RECORDS Start Marker

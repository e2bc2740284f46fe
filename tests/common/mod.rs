#![allow(dead_code)]

use anyhow::{anyhow, Result};
use async_trait::async_trait;
use serde_json::json;
use solana_sdk::message::{Message, VersionedMessage};
use solana_sdk::pubkey::Pubkey;
use solana_sdk::signature::Signature;
use solana_sdk::transaction::VersionedTransaction;
use std::sync::atomic::{AtomicBool, AtomicUsize, Ordering};
use std::sync::{Arc, Mutex};
use std::time::Duration;

use spot_swap_widget::interactor::{ExecutionLimits, SwapInteractorImpl};
use spot_swap_widget::presenter::{ControllerSettings, SwapController};
use spot_swap_widget::solana::jupiter::{
    encode_swap_transaction, BuildSwapRequest, Config, QuoteParams, QuoteResponse, QuoteService,
    SwapResponse, SwapService,
};
use spot_swap_widget::solana::WalletSession;

pub const ONE_SOL: u64 = 1_000_000_000;

pub fn quote_response(out_amount: &str) -> QuoteResponse {
    serde_json::from_value(json!({
        "outAmount": out_amount,
        "routePlan": [],
        "priceImpactPct": "0"
    }))
    .unwrap()
}

pub fn unsigned_transaction() -> VersionedTransaction {
    VersionedTransaction {
        signatures: vec![Signature::default()],
        message: VersionedMessage::Legacy(Message::default()),
    }
}

pub struct QuoteReply {
    pub delay: Duration,
    pub out_amount: Result<String, String>,
}

impl QuoteReply {
    pub fn ok(out_amount: &str) -> Self {
        Self::ok_after(out_amount, Duration::ZERO)
    }

    pub fn ok_after(out_amount: &str, delay: Duration) -> Self {
        Self {
            delay,
            out_amount: Ok(out_amount.to_string()),
        }
    }

    pub fn error(message: &str) -> Self {
        Self {
            delay: Duration::ZERO,
            out_amount: Err(message.to_string()),
        }
    }
}

type Responder = Box<dyn Fn(&QuoteParams) -> QuoteReply + Send + Sync>;

pub struct MockQuoteService {
    respond: Responder,
    calls: Mutex<Vec<QuoteParams>>,
}

impl MockQuoteService {
    pub fn new<F>(respond: F) -> Self
    where
        F: Fn(&QuoteParams) -> QuoteReply + Send + Sync + 'static,
    {
        Self {
            respond: Box::new(respond),
            calls: Mutex::new(Vec::new()),
        }
    }

    pub fn fixed(out_amount: &str) -> Self {
        let out_amount = out_amount.to_string();
        Self::new(move |_| QuoteReply::ok(&out_amount))
    }

    pub fn calls(&self) -> Vec<QuoteParams> {
        self.calls.lock().unwrap().clone()
    }
}

#[async_trait]
impl QuoteService for MockQuoteService {
    async fn get_quote(&self, params: &QuoteParams) -> Result<QuoteResponse> {
        self.calls.lock().unwrap().push(params.clone());
        let reply = (self.respond)(params);
        if !reply.delay.is_zero() {
            tokio::time::sleep(reply.delay).await;
        }
        reply
            .out_amount
            .map(|out| quote_response(&out))
            .map_err(|e| anyhow!(e))
    }
}

pub struct MockSwapService {
    payload: Result<String, String>,
    requests: Mutex<Vec<BuildSwapRequest>>,
}

impl MockSwapService {
    pub fn new() -> Self {
        Self::with_payload(Ok(encode_swap_transaction(&unsigned_transaction()).unwrap()))
    }

    pub fn with_payload(payload: Result<String, String>) -> Self {
        Self {
            payload,
            requests: Mutex::new(Vec::new()),
        }
    }

    pub fn requests(&self) -> Vec<BuildSwapRequest> {
        self.requests.lock().unwrap().clone()
    }
}

#[async_trait]
impl SwapService for MockSwapService {
    async fn build_swap(&self, request: &BuildSwapRequest) -> Result<SwapResponse> {
        self.requests.lock().unwrap().push(request.clone());
        self.payload
            .clone()
            .map(|swap_transaction| SwapResponse {
                swap_transaction,
                last_valid_block_height: Some(1),
            })
            .map_err(|e| anyhow!(e))
    }
}

pub struct MockWallet {
    pubkey: Pubkey,
    connected: AtomicBool,
    lamports: u64,
    token_units: Option<u64>,
    sign_delay: Duration,
    reject_signing: bool,
    confirm_after: usize,
    fail_on_chain: bool,
    balance_delay: Duration,
    balance_calls: AtomicUsize,
    sign_calls: AtomicUsize,
    confirm_calls: AtomicUsize,
    sent: Mutex<Vec<VersionedTransaction>>,
}

impl MockWallet {
    pub fn new(lamports: u64, token_units: Option<u64>) -> Self {
        Self {
            pubkey: Pubkey::new_unique(),
            connected: AtomicBool::new(true),
            lamports,
            token_units,
            sign_delay: Duration::ZERO,
            reject_signing: false,
            confirm_after: 1,
            fail_on_chain: false,
            balance_delay: Duration::ZERO,
            balance_calls: AtomicUsize::new(0),
            sign_calls: AtomicUsize::new(0),
            confirm_calls: AtomicUsize::new(0),
            sent: Mutex::new(Vec::new()),
        }
    }

    pub fn disconnected() -> Self {
        let wallet = Self::new(10 * ONE_SOL, Some(0));
        wallet.connected.store(false, Ordering::SeqCst);
        wallet
    }

    pub fn with_sign_delay(mut self, delay: Duration) -> Self {
        self.sign_delay = delay;
        self
    }

    pub fn rejecting_signatures(mut self) -> Self {
        self.reject_signing = true;
        self
    }

    pub fn confirming_after(mut self, polls: usize) -> Self {
        self.confirm_after = polls;
        self
    }

    pub fn failing_on_chain(mut self) -> Self {
        self.fail_on_chain = true;
        self
    }

    pub fn with_balance_delay(mut self, delay: Duration) -> Self {
        self.balance_delay = delay;
        self
    }

    pub fn balance_calls(&self) -> usize {
        self.balance_calls.load(Ordering::SeqCst)
    }

    pub fn pubkey(&self) -> Pubkey {
        self.pubkey
    }

    pub fn sign_calls(&self) -> usize {
        self.sign_calls.load(Ordering::SeqCst)
    }

    pub fn confirm_calls(&self) -> usize {
        self.confirm_calls.load(Ordering::SeqCst)
    }

    pub fn sent(&self) -> usize {
        self.sent.lock().unwrap().len()
    }
}

#[async_trait]
impl WalletSession for MockWallet {
    fn public_key(&self) -> Option<Pubkey> {
        self.connected().then_some(self.pubkey)
    }

    fn connected(&self) -> bool {
        self.connected.load(Ordering::SeqCst)
    }

    async fn sign_transaction(
        &self,
        transaction: VersionedTransaction,
    ) -> Result<VersionedTransaction> {
        self.sign_calls.fetch_add(1, Ordering::SeqCst);
        if !self.sign_delay.is_zero() {
            tokio::time::sleep(self.sign_delay).await;
        }
        if self.reject_signing {
            return Err(anyhow!("User rejected the request"));
        }
        Ok(transaction)
    }

    async fn send_transaction(&self, transaction: &VersionedTransaction) -> Result<Signature> {
        self.sent.lock().unwrap().push(transaction.clone());
        Ok(Signature::from([9u8; 64]))
    }

    async fn confirm_transaction(&self, _signature: &Signature) -> Result<bool> {
        let polls = self.confirm_calls.fetch_add(1, Ordering::SeqCst) + 1;
        if self.fail_on_chain {
            return Err(anyhow!(
                "Transaction failed: Error processing Instruction 3: custom program error: 0x1771"
            ));
        }
        Ok(polls >= self.confirm_after)
    }

    async fn get_balance(&self, _owner: &Pubkey) -> Result<u64> {
        self.balance_calls.fetch_add(1, Ordering::SeqCst);
        if !self.balance_delay.is_zero() {
            tokio::time::sleep(self.balance_delay).await;
        }
        Ok(self.lamports)
    }

    async fn get_token_account_balance(&self, _account: &Pubkey) -> Result<u64> {
        self.token_units
            .ok_or_else(|| anyhow!("could not find account"))
    }
}

pub struct Harness {
    pub quotes: Arc<MockQuoteService>,
    pub swaps: Arc<MockSwapService>,
    pub wallet: Arc<MockWallet>,
    pub controller: SwapController,
}

pub fn interactor(
    quotes: Arc<MockQuoteService>,
    swaps: Arc<MockSwapService>,
) -> SwapInteractorImpl {
    SwapInteractorImpl::new(quotes, swaps, Config::default(), ExecutionLimits::default())
}

pub fn harness(quotes: MockQuoteService, wallet: MockWallet) -> Harness {
    harness_with(quotes, MockSwapService::new(), wallet)
}

pub fn harness_with(quotes: MockQuoteService, swaps: MockSwapService, wallet: MockWallet) -> Harness {
    harness_configured(quotes, swaps, wallet, ControllerSettings::default())
}

pub fn harness_configured(
    quotes: MockQuoteService,
    swaps: MockSwapService,
    wallet: MockWallet,
    settings: ControllerSettings,
) -> Harness {
    let quotes = Arc::new(quotes);
    let swaps = Arc::new(swaps);
    let wallet = Arc::new(wallet);

    let controller = SwapController::new(
        Arc::new(interactor(quotes.clone(), swaps.clone())),
        wallet.clone(),
        Config::default(),
        settings,
    );

    Harness {
        quotes,
        swaps,
        wallet,
        controller,
    }
}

RECORDS End Marker

If a line in the records above contains "Ordering", copy that line.

_ANSWER AREA_
use std::sync::atomic::{AtomicBool, AtomicUsize, Ordering};
        wallet.connected.store(false, Ordering::SeqCst);
        self.balance_calls.load(Ordering::SeqCst)
        self.sign_calls.load(Ordering::SeqCst)
        self.confirm_calls.load(Ordering::SeqCst)
        self.connected.load(Ordering::SeqCst)
        self.sign_calls.fetch_add(1, Ordering::SeqCst);
        let polls = self.confirm_calls.fetch_add(1, Ordering::SeqCst) + 1;
        self.balance_calls.fetch_add(1, Ordering::SeqCst);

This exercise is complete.